CA: Oh! I’m not being clear. They don’t just come from a development background. I make sure they are all still keeping their skills up to date and many of them still develop code at home.
CTO: I WOULD HOPE SO! WHERE ARE YOUR DEVELOPERS?
CA: You’re not getting this are you; we’re an architecture function. WE DON’T DO DEVELOPMENT!
And therein lies the problem…
When I took over as CTO at the Department for Work and Pensions I changed the shape of architecture function and created three pillars. The first consisted of solution architects dedicated to specific lines of business creating solutions for projects that met the user need and exploited or improved the capability they already had. This was primarily what the CTO office did. I also created a domain architecture team to look at how we would strategically transform the user landscape to make use of the latest technology across the DWP.

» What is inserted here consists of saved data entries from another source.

//! Compliance configuration.
//!
//! Every tunable used by classification, grid evaluation, scoring and
//! reference selection lives in one `ComplianceConfig` that is passed into the
//! engine at construction. Files may be partial; missing keys fall back to
//! the defaults below.
//!
//! ```toml
//! cell_size_px = 50
//!
//! [classification]
//! unknown_threshold = 0.3
//! known_threshold = 0.7
//!
//! [grid]
//! max_coverage_ratio = 0.15
//! min_cell_quality = 0.7
//!
//! [reference.metal]
//! aluminum = 5
//! ```

use std::path::{Path, PathBuf};

use anyhow::{Context, Result};
use serde::{Deserialize, Serialize};
use tracing::{debug, info};

use crate::error::QcError;
use crate::material::{MetalType, QualityGrade};

/// Directory name under the platform config dir.
pub const CONFIG_DIR_NAME: &str = "metalgrade";
/// File name of the compliance config inside [`default_config_dir`].
pub const CONFIG_FILE_NAME: &str = "compliance.toml";

#[derive(Debug, Clone, PartialEq, Serialize, Deserialize)]
#[serde(default)]
pub struct ComplianceConfig {
    /// Edge length of a grid cell in pixels
    pub cell_size_px: u32,
    pub classification: ClassificationThresholds,
    pub grid: GridThresholds,
    pub scoring: ScoringConfig,
    pub reference: ReferenceOffsets,
}

impl Default for ComplianceConfig {
    fn default() -> Self {
        Self {
            cell_size_px: 50,
            classification: ClassificationThresholds::default(),
            grid: GridThresholds::default(),
            scoring: ScoringConfig::default(),
            reference: ReferenceOffsets::default(),
        }
    }
}

/// Confidence policy for the defect classifier.
#[derive(Debug, Clone, Copy, PartialEq, Serialize, Deserialize)]
#[serde(default)]
pub struct ClassificationThresholds {
    /// Below this, a detection is reported as unknown
    pub unknown_threshold: f32,
    /// At or above this, a recognized detection is a confident classification
    pub known_threshold: f32,
}

impl Default for ClassificationThresholds {
    fn default() -> Self {
        Self {
            unknown_threshold: 0.3,
            known_threshold: 0.7,
        }
    }
}

/// Per-cell density limits used when the standards table has no ratio of its own.
#[derive(Debug, Clone, Copy, PartialEq, Serialize, Deserialize)]
#[serde(default)]
pub struct GridThresholds {
    /// Fraction of a cell's pixels that may be defective
    pub max_coverage_ratio: f64,
    /// Minimum per-cell quality score (1 - coverage ratio)
    pub min_cell_quality: f64,
}

impl Default for GridThresholds {
    fn default() -> Self {
        Self {
            max_coverage_ratio: 0.15,
            min_cell_quality: 0.7,
        }
    }
}

/// Report score deductions.
#[derive(Debug, Clone, Copy, PartialEq, Serialize, Deserialize)]
#[serde(default)]
pub struct ScoringConfig {
    /// Points per failing cell
    pub fail_cell_penalty: f64,
    /// Cap on the total failing-cell deduction
    pub max_fail_penalty: f64,
    /// Points per unknown detection
    pub unknown_penalty: f64,
    /// Cap on the total unknown-detection deduction
    pub max_unknown_penalty: f64,
}

impl Default for ScoringConfig {
    fn default() -> Self {
        Self {
            fail_cell_penalty: 5.0,
            max_fail_penalty: 60.0,
            unknown_penalty: 2.0,
            max_unknown_penalty: 20.0,
        }
    }
}

/// Offsets combined by the reference selector.
#[derive(Debug, Clone, Copy, PartialEq, Default, Serialize, Deserialize)]
#[serde(default)]
pub struct ReferenceOffsets {
    pub metal: MetalOffsets,
    pub grade: GradeOffsets,
}

#[derive(Debug, Clone, Copy, PartialEq, Serialize, Deserialize)]
#[serde(default)]
pub struct MetalOffsets {
    pub carbon_steel: i32,
    pub stainless_steel: i32,
    pub aluminum: i32,
    pub alloy_steel: i32,
}

impl Default for MetalOffsets {
    fn default() -> Self {
        Self {
            carbon_steel: 1,
            stainless_steel: 3,
            aluminum: 5,
            alloy_steel: 7,
        }
    }
}

impl MetalOffsets {
    pub fn offset_for(&self, metal: MetalType) -> i32 {
        match metal {
            MetalType::CarbonSteel => self.carbon_steel,
            MetalType::StainlessSteel => self.stainless_steel,
            MetalType::Aluminum => self.aluminum,
            MetalType::AlloySteel => self.alloy_steel,
        }
    }
}

#[derive(Debug, Clone, Copy, PartialEq, Serialize, Deserialize)]
#[serde(default)]
pub struct GradeOffsets {
    #[serde(rename = "A")]
    pub a: i32,
    #[serde(rename = "B")]
    pub b: i32,
    #[serde(rename = "C")]
    pub c: i32,
    #[serde(rename = "D")]
    pub d: i32,
}

impl Default for GradeOffsets {
    fn default() -> Self {
        Self { a: 0, b: 1, c: 1, d: 1 }
    }
}

impl GradeOffsets {
    pub fn offset_for(&self, grade: QualityGrade) -> i32 {
        match grade {
            QualityGrade::A => self.a,
            QualityGrade::B => self.b,
            QualityGrade::C => self.c,
            QualityGrade::D => self.d,
        }
    }
}

impl ComplianceConfig {
    /// Parse and validate a config from TOML text.
    pub fn from_toml_str(content: &str) -> Result<Self, QcError> {
        let config: ComplianceConfig = toml::from_str(content)
            .map_err(|e| QcError::configuration(format!("Invalid compliance config: {}", e)))?;
        config.validate()?;
        Ok(config)
    }

    /// Check that thresholds are internally consistent.
    pub fn validate(&self) -> Result<(), QcError> {
        if self.cell_size_px == 0 {
            return Err(QcError::configuration("cell_size_px must be at least 1"));
        }

        let c = &self.classification;
        if !(0.0..=1.0).contains(&c.unknown_threshold) || !(0.0..=1.0).contains(&c.known_threshold) {
            return Err(QcError::configuration(format!(
                "Classification thresholds must lie in [0, 1] (unknown={}, known={})",
                c.unknown_threshold, c.known_threshold
            )));
        }
        if c.unknown_threshold > c.known_threshold {
            return Err(QcError::configuration(format!(
                "unknown_threshold {} exceeds known_threshold {}",
                c.unknown_threshold, c.known_threshold
            )));
        }

        let g = &self.grid;
        if !(g.max_coverage_ratio > 0.0 && g.max_coverage_ratio <= 1.0) {
            return Err(QcError::configuration(format!(
                "max_coverage_ratio must lie in (0, 1], got {}",
                g.max_coverage_ratio
            )));
        }
        if !(0.0..=1.0).contains(&g.min_cell_quality) {
            return Err(QcError::configuration(format!(
                "min_cell_quality must lie in [0, 1], got {}",
                g.min_cell_quality
            )));
        }

        let s = &self.scoring;
        for (name, value) in [
            ("fail_cell_penalty", s.fail_cell_penalty),
            ("max_fail_penalty", s.max_fail_penalty),
            ("unknown_penalty", s.unknown_penalty),
            ("max_unknown_penalty", s.max_unknown_penalty),
        ] {
            if !value.is_finite() || value < 0.0 {
                return Err(QcError::configuration(format!(
                    "{} must be a non-negative number, got {}",
                    name, value
                )));
            }
        }

        Ok(())
    }

    /// Load the config from `<config dir>/metalgrade/compliance.toml`, or the
    /// defaults if that file does not exist. A file that exists but does not
    /// parse or validate is an error.
    pub fn load_or_default() -> Result<Self> {
        match default_config_dir() {
            Some(dir) => Self::load_or_default_in(&dir),
            None => {
                debug!("No platform config directory, using default compliance config");
                Ok(Self::default())
            }
        }
    }

    /// Same as [`load_or_default`](Self::load_or_default) for an explicit
    /// config directory.
    pub fn load_or_default_in(dir: &Path) -> Result<Self> {
        let path = dir.join(CONFIG_FILE_NAME);
        if path.exists() {
            load_config(&path)
        } else {
            debug!("No compliance config at {:?}, using defaults", path);
            Ok(Self::default())
        }
    }
}

/// Load a compliance config from a TOML file.
pub fn load_config(path: &Path) -> Result<ComplianceConfig> {
    let content = std::fs::read_to_string(path)
        .with_context(|| format!("Failed to read compliance config {:?}", path))?;
    let config = ComplianceConfig::from_toml_str(&content)
        .with_context(|| format!("Failed to load compliance config {:?}", path))?;
    info!("Loaded compliance config from {:?}", path);
    Ok(config)
}

/// Platform config directory for metalgrade (e.g. `~/.config/metalgrade`).
pub fn default_config_dir() -> Option<PathBuf> {
    dirs::config_dir().map(|dir| dir.join(CONFIG_DIR_NAME))
}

It was in the third pillar that the model really changed. I also created the experiment team; a team of agile developers and technology leads responsible for building stuff. You might think of this as an innovation team creating prototypes and trying out new technologies to investigate the art of the possible, but you would be wrong. You might also think of this as a team dedicated to helping the solution architects test out their solutions and make the architectures real, but you would also be wrong.

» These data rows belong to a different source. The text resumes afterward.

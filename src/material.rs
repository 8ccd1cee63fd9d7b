//! Material parameters supplied with each analysis request.
//!
//! The enumerations here are the documented set of valid metal types and
//! quality grades. Parsing is forgiving about spelling
//! ("Carbon Steel", "carbon-steel", "CARBON_STEEL") but never guesses: an
//! unrecognized value is an input error listing the valid choices.

use std::fmt;
use std::str::FromStr;

use serde::{Deserialize, Serialize};

use crate::error::QcError;

/// Metal families covered by the sizing standard.
#[derive(Debug, Clone, Copy, PartialEq, Eq, Hash, PartialOrd, Ord, Serialize, Deserialize)]
#[serde(rename_all = "snake_case")]
pub enum MetalType {
    CarbonSteel,
    StainlessSteel,
    Aluminum,
    AlloySteel,
}

impl MetalType {
    pub const ALL: [MetalType; 4] = [
        MetalType::CarbonSteel,
        MetalType::StainlessSteel,
        MetalType::Aluminum,
        MetalType::AlloySteel,
    ];

    /// Stable identifier used in config files and JSON.
    pub fn as_str(&self) -> &'static str {
        match self {
            MetalType::CarbonSteel => "carbon_steel",
            MetalType::StainlessSteel => "stainless_steel",
            MetalType::Aluminum => "aluminum",
            MetalType::AlloySteel => "alloy_steel",
        }
    }

    pub fn display_name(&self) -> &'static str {
        match self {
            MetalType::CarbonSteel => "Carbon Steel",
            MetalType::StainlessSteel => "Stainless Steel",
            MetalType::Aluminum => "Aluminum",
            MetalType::AlloySteel => "Alloy Steel",
        }
    }
}

impl fmt::Display for MetalType {
    fn fmt(&self, f: &mut fmt::Formatter<'_>) -> fmt::Result {
        f.write_str(self.display_name())
    }
}

impl FromStr for MetalType {
    type Err = QcError;

    fn from_str(input: &str) -> Result<Self, Self::Err> {
        let key = normalize_token(input);
        MetalType::ALL
            .into_iter()
            .find(|m| m.as_str() == key)
            .ok_or_else(|| {
                QcError::input(format!(
                    "Unknown metal type '{}'. Valid values: {}",
                    input,
                    MetalType::ALL.map(|m| m.as_str()).join(", ")
                ))
            })
    }
}

/// Required quality grade; A is the strictest.
#[derive(Debug, Clone, Copy, PartialEq, Eq, Hash, PartialOrd, Ord, Serialize, Deserialize)]
pub enum QualityGrade {
    A,
    B,
    C,
    D,
}

impl QualityGrade {
    pub const ALL: [QualityGrade; 4] = [
        QualityGrade::A,
        QualityGrade::B,
        QualityGrade::C,
        QualityGrade::D,
    ];

    pub fn letter(&self) -> &'static str {
        match self {
            QualityGrade::A => "A",
            QualityGrade::B => "B",
            QualityGrade::C => "C",
            QualityGrade::D => "D",
        }
    }
}

impl fmt::Display for QualityGrade {
    fn fmt(&self, f: &mut fmt::Formatter<'_>) -> fmt::Result {
        write!(f, "Grade {}", self.letter())
    }
}

impl FromStr for QualityGrade {
    type Err = QcError;

    fn from_str(input: &str) -> Result<Self, Self::Err> {
        let key = normalize_token(input);
        let letter = key.strip_prefix("grade_").unwrap_or(&key);
        QualityGrade::ALL
            .into_iter()
            .find(|g| g.letter().eq_ignore_ascii_case(letter))
            .ok_or_else(|| {
                QcError::input(format!(
                    "Unknown quality grade '{}'. Valid values: A, B, C, D",
                    input
                ))
            })
    }
}

/// Material description for one analysis.
#[derive(Debug, Clone, Copy, PartialEq, Serialize, Deserialize)]
pub struct MaterialSpec {
    pub metal_type: MetalType,
    /// Stock thickness in millimetres
    pub thickness_mm: f64,
    pub quality_grade: QualityGrade,
}

impl MaterialSpec {
    pub fn new(
        metal_type: MetalType,
        thickness_mm: f64,
        quality_grade: QualityGrade,
    ) -> Result<Self, QcError> {
        let spec = Self {
            metal_type,
            thickness_mm,
            quality_grade,
        };
        spec.validate()?;
        Ok(spec)
    }

    /// Thickness must be a finite positive number. Bracket coverage is
    /// checked later against the loaded standards table.
    pub fn validate(&self) -> Result<(), QcError> {
        if !self.thickness_mm.is_finite() || self.thickness_mm <= 0.0 {
            return Err(QcError::input(format!(
                "Thickness must be a positive number of millimetres, got {}",
                self.thickness_mm
            )));
        }
        Ok(())
    }
}

/// Lowercase, trim, and fold spaces/hyphens into underscores.
pub(crate) fn normalize_token(input: &str) -> String {
    input
        .trim()
        .to_lowercase()
        .split(|c: char| c.is_whitespace() || c == '-' || c == '_')
        .filter(|part| !part.is_empty())
        .collect::<Vec<_>>()
        .join("_")
}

The point of this team is to act as an incubator for new ideas. To take those ideas from loosely formed concept through alpha to a working “beta” in as short a time as possible. I use the term “beta” here in its true sense; real code providing real functionality to real users performing real work.
But doesn’t that just sound like an agile delivery team? Well in a sense yes, it is, but there is a difference. This team does not work separately from architecture and strategy, nor does it work on behalf of architecture and strategy; it is strategy and architecture.
Tom Loosemore of GDS made this point very clearly when he demonstrated some work he and his team had been doing. What he had produced was very much working code, developed using a rapid product design approach focusing on user needs. It explored an idea to turn a highly complex set of activities into an incredibly simple and helpful service by simply looking at how the user interacted with that service…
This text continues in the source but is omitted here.